Former Romney representatives say the practice followed all proper uses of law and precedent however the former director of administration for the Governor’s office says the efforts to wipe out all forms of records was unprecedented in her 23 years of serving successive Governors.
Nothing suspicious about that at all. Louisiana Governor Bobby Jindal, however, isn’t even waiting to leave office before hiding his shady dealings:
Top officials in Louisiana Gov. Bobby Jindal’s administration used personal email accounts to craft a media strategy for imposing hundreds of millions of dollars in Medicaid cuts – a method of communication that can make it more difficult to track under public records laws despite Jindal’s pledge to bring more transparency to state government.
Emails reviewed by The Associated Press reveal that non-state government email addresses were used dozens of times by state officials to communicate last summer about a public relations offensive for making $523 million in health care cuts. Those documents weren’t provided to AP in response to a public records request.
It’s not clear whether Jindal knew his staff was deliberately dodging public scrutiny but it’s seems unlikely he was ignorant of it. This is particularly true since, if Jindal was sincere in his claims of transparency, that ethic would be reflected throughout his administration.

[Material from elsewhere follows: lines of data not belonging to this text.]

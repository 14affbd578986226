//! SLI, SLO, and burn-rate rule definitions.

use std::time::Duration;

use chrono::{DateTime, Utc};
use serde::{Deserialize, Serialize};
use vigil_alerts::Severity;

use crate::error::{Result, SloError};

/// Default compliance period for an objective: 30 days.
pub const DEFAULT_COMPLIANCE_PERIOD: Duration = Duration::from_secs(30 * 24 * 60 * 60);

/// A service-level indicator: the good/total event ratio for one service.
///
/// The query strings are opaque to this crate and resolved by the
/// configured `MetricSource`. They may contain the `{{window}}` token,
/// which the evaluator replaces with the window literal (`5m`, `1h`, ...)
/// of whatever window it is evaluating, so one definition serves the
/// short and long burn windows as well as the compliance period.
#[derive(Debug, Clone, PartialEq)]
pub struct SliDefinition {
    /// The service this indicator measures.
    pub service: String,
    /// Indicator name, unique per service.
    pub name: String,
    /// Query counting good events over a window.
    pub good_query: String,
    /// Query counting total events over a window.
    pub total_query: String,
    /// Default evaluation window.
    pub window: Duration,
}

impl SliDefinition {
    /// Creates a validated SLI definition.
    ///
    /// # Errors
    ///
    /// Returns `SloError::InvalidDefinition` if any field is empty or the
    /// window is zero.
    pub fn new(
        service: impl Into<String>,
        name: impl Into<String>,
        good_query: impl Into<String>,
        total_query: impl Into<String>,
        window: Duration,
    ) -> Result<Self> {
        let service = service.into();
        let name = name.into();
        let good_query = good_query.into();
        let total_query = total_query.into();

        if service.is_empty() {
            return Err(SloError::InvalidDefinition {
                reason: "service cannot be empty".to_string(),
            });
        }
        if name.is_empty() {
            return Err(SloError::InvalidDefinition {
                reason: "SLI name cannot be empty".to_string(),
            });
        }
        if good_query.is_empty() || total_query.is_empty() {
            return Err(SloError::InvalidDefinition {
                reason: format!("SLI {name} queries cannot be empty"),
            });
        }
        if window.is_zero() {
            return Err(SloError::InvalidDefinition {
                reason: format!("SLI {name} window must be positive"),
            });
        }

        Ok(Self {
            service,
            name,
            good_query,
            total_query,
            window,
        })
    }
}

/// A multi-window burn-rate alerting rule attached to an objective.
#[derive(Debug, Clone, PartialEq)]
pub struct BurnRateRule {
    /// Fast-reacting window.
    pub short_window: Duration,
    /// Confirmation window; must be longer than `short_window`.
    pub long_window: Duration,
    /// Burn-rate threshold both windows must exceed.
    pub factor: f64,
    /// Severity of the alert this rule raises.
    pub severity: Severity,
    /// How long the condition must hold before the alert fires.
    pub for_duration: Duration,
}

impl BurnRateRule {
    /// Creates a validated burn-rate rule with no hold duration.
    ///
    /// # Errors
    ///
    /// Returns `SloError::InvalidDefinition` if the windows are not
    /// ordered `0 < short < long` or the factor is not a positive finite
    /// number.
    pub fn new(
        short_window: Duration,
        long_window: Duration,
        factor: f64,
        severity: Severity,
    ) -> Result<Self> {
        if short_window.is_zero() {
            return Err(SloError::InvalidDefinition {
                reason: "short window must be positive".to_string(),
            });
        }
        if long_window <= short_window {
            return Err(SloError::InvalidDefinition {
                reason: format!(
                    "long window ({long_window:?}) must exceed short window ({short_window:?})"
                ),
            });
        }
        if !factor.is_finite() || factor <= 0.0 {
            return Err(SloError::InvalidDefinition {
                reason: format!("burn-rate factor must be positive, got {factor}"),
            });
        }

        Ok(Self {
            short_window,
            long_window,
            factor,
            severity,
            for_duration: Duration::ZERO,
        })
    }

    /// Sets how long the condition must hold before firing.
    #[must_use]
    pub const fn hold_for(mut self, for_duration: Duration) -> Self {
        self.for_duration = for_duration;
        self
    }

    /// The fast-burn page rule: 5m/1h windows at 14.4x.
    ///
    /// At 14.4x burn a 30-day budget is gone in about two days.
    #[must_use]
    pub fn fast_burn() -> Self {
        Self {
            short_window: Duration::from_secs(5 * 60),
            long_window: Duration::from_secs(60 * 60),
            factor: 14.4,
            severity: Severity::Critical,
            for_duration: Duration::ZERO,
        }
    }

    /// The slow-burn ticket rule: 30m/6h windows at 6x.
    #[must_use]
    pub fn slow_burn() -> Self {
        Self {
            short_window: Duration::from_secs(30 * 60),
            long_window: Duration::from_secs(6 * 60 * 60),
            factor: 6.0,
            severity: Severity::Warning,
            for_duration: Duration::ZERO,
        }
    }

    /// The standard multi-window rule pair.
    #[must_use]
    pub fn default_rules() -> Vec<Self> {
        vec![Self::fast_burn(), Self::slow_burn()]
    }
}

/// A service-level objective over one SLI.
#[derive(Debug, Clone, PartialEq)]
pub struct SloObjective {
    /// Objective name, used in alert labels.
    pub name: String,
    /// Name of the SLI this objective targets.
    pub sli: String,
    /// Target good-event ratio, exclusive on both ends: 0 < target < 1.
    pub target: f64,
    /// Rolling window the error budget is computed over.
    pub compliance_period: Duration,
    /// Burn-rate rules evaluated against this objective.
    pub burn_rules: Vec<BurnRateRule>,
}

impl SloObjective {
    /// Creates a new objective builder.
    pub fn builder(name: impl Into<String>, sli: impl Into<String>) -> SloObjectiveBuilder {
        SloObjectiveBuilder::new(name, sli)
    }

    /// The fraction of events the objective allows to fail.
    #[must_use]
    pub fn budget_fraction(&self) -> f64 {
        1.0 - self.target
    }
}

/// Builder for [`SloObjective`].
#[derive(Debug)]
pub struct SloObjectiveBuilder {
    name: String,
    sli: String,
    target: f64,
    compliance_period: Duration,
    burn_rules: Vec<BurnRateRule>,
}

impl SloObjectiveBuilder {
    fn new(name: impl Into<String>, sli: impl Into<String>) -> Self {
        Self {
            name: name.into(),
            sli: sli.into(),
            target: 0.999,
            compliance_period: DEFAULT_COMPLIANCE_PERIOD,
            burn_rules: Vec::new(),
        }
    }

    /// Sets the target ratio.
    #[must_use]
    pub const fn target(mut self, target: f64) -> Self {
        self.target = target;
        self
    }

    /// Sets the compliance period.
    #[must_use]
    pub const fn compliance_period(mut self, period: Duration) -> Self {
        self.compliance_period = period;
        self
    }

    /// Adds a burn-rate rule.
    #[must_use]
    pub fn rule(mut self, rule: BurnRateRule) -> Self {
        self.burn_rules.push(rule);
        self
    }

    /// Replaces the burn-rate rules.
    #[must_use]
    pub fn rules(mut self, rules: Vec<BurnRateRule>) -> Self {
        self.burn_rules = rules;
        self
    }

    /// Builds the objective.
    ///
    /// When no burn rules were added, the standard fast/slow pair is
    /// installed.
    ///
    /// # Errors
    ///
    /// Returns `SloError::InvalidDefinition` if the name or SLI reference
    /// is empty, the target is outside (0, 1), or the compliance period is
    /// zero.
    pub fn build(self) -> Result<SloObjective> {
        if self.name.is_empty() {
            return Err(SloError::InvalidDefinition {
                reason: "objective name cannot be empty".to_string(),
            });
        }
        if self.sli.is_empty() {
            return Err(SloError::InvalidDefinition {
                reason: format!("objective {} must reference an SLI", self.name),
            });
        }
        if !self.target.is_finite() || self.target <= 0.0 || self.target >= 1.0 {
            return Err(SloError::InvalidDefinition {
                reason: format!(
                    "objective {} target must be within (0, 1), got {}",
                    self.name, self.target
                ),
            });
        }
        if self.compliance_period.is_zero() {
            return Err(SloError::InvalidDefinition {
                reason: format!("objective {} compliance period must be positive", self.name),
            });
        }

        let burn_rules = if self.burn_rules.is_empty() {
            BurnRateRule::default_rules()
        } else {
            self.burn_rules
        };

        Ok(SloObjective {
            name: self.name,
            sli: self.sli,
            target: self.target,
            compliance_period: self.compliance_period,
            burn_rules,
        })
    }
}

/// Good/total event counts observed over one window.
#[derive(Debug, Clone, Copy, PartialEq, Serialize, Deserialize)]
pub struct SliSample {
    /// The end of the window the counts cover.
    pub at: DateTime<Utc>,
    /// Good events in the window.
    pub good: f64,
    /// Total events in the window.
    pub total: f64,
}

impl SliSample {
    /// Creates a sample.
    #[must_use]
    pub const fn new(at: DateTime<Utc>, good: f64, total: f64) -> Self {
        Self { at, good, total }
    }

    /// The good-event ratio, clamped to [0, 1] against counter jitter.
    ///
    /// Returns `None` when the window saw no events.
    #[must_use]
    pub fn ratio(&self) -> Option<f64> {
        if self.total <= 0.0 {
            None
        } else {
            Some((self.good / self.total).clamp(0.0, 1.0))
        }
    }

    /// The bad-event count, never negative.
    #[must_use]
    pub fn bad(&self) -> f64 {
        (self.total - self.good).max(0.0)
    }
}

/// The state of an objective's error budget, derived each evaluation.
#[derive(Debug, Clone, Copy, PartialEq, Serialize, Deserialize)]
pub struct ErrorBudget {
    /// Bad events the objective tolerates over the period.
    pub allowed_bad_events: f64,
    /// Bad events observed so far.
    pub consumed_bad_events: f64,
    /// Total events observed over the period.
    pub total_events: f64,
    /// Fraction of the budget still available, in [0, 1].
    pub remaining_ratio: f64,
    /// Consumption rate over the period; 1.0 spends the budget exactly.
    pub burn_rate: f64,
}

impl ErrorBudget {
    /// Whether the budget is spent.
    #[must_use]
    pub fn is_exhausted(&self) -> bool {
        self.remaining_ratio <= 0.0
    }
}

Further, if Jindal doesn’t have anything to hide (hey, if the police can use that argument to strip our rights, we can use it, too!), he would immediately make those emails public. That he hasn’t raises the question of why he feels the need to conceal his administration’s work. Were his reasons for making those massive cuts based in ideology as opposed to what was best for the state? His refusal to implement Obamacare and the healthcare exchanges strongly suggests that, indeed, ideology is at play. Those emails may contain the kind of unguarded conversations that would answer that question. Probably not in Jindal’s favor but that would be the point of hiding them, or at least making them unavailable, in the first place, wouldn’t it?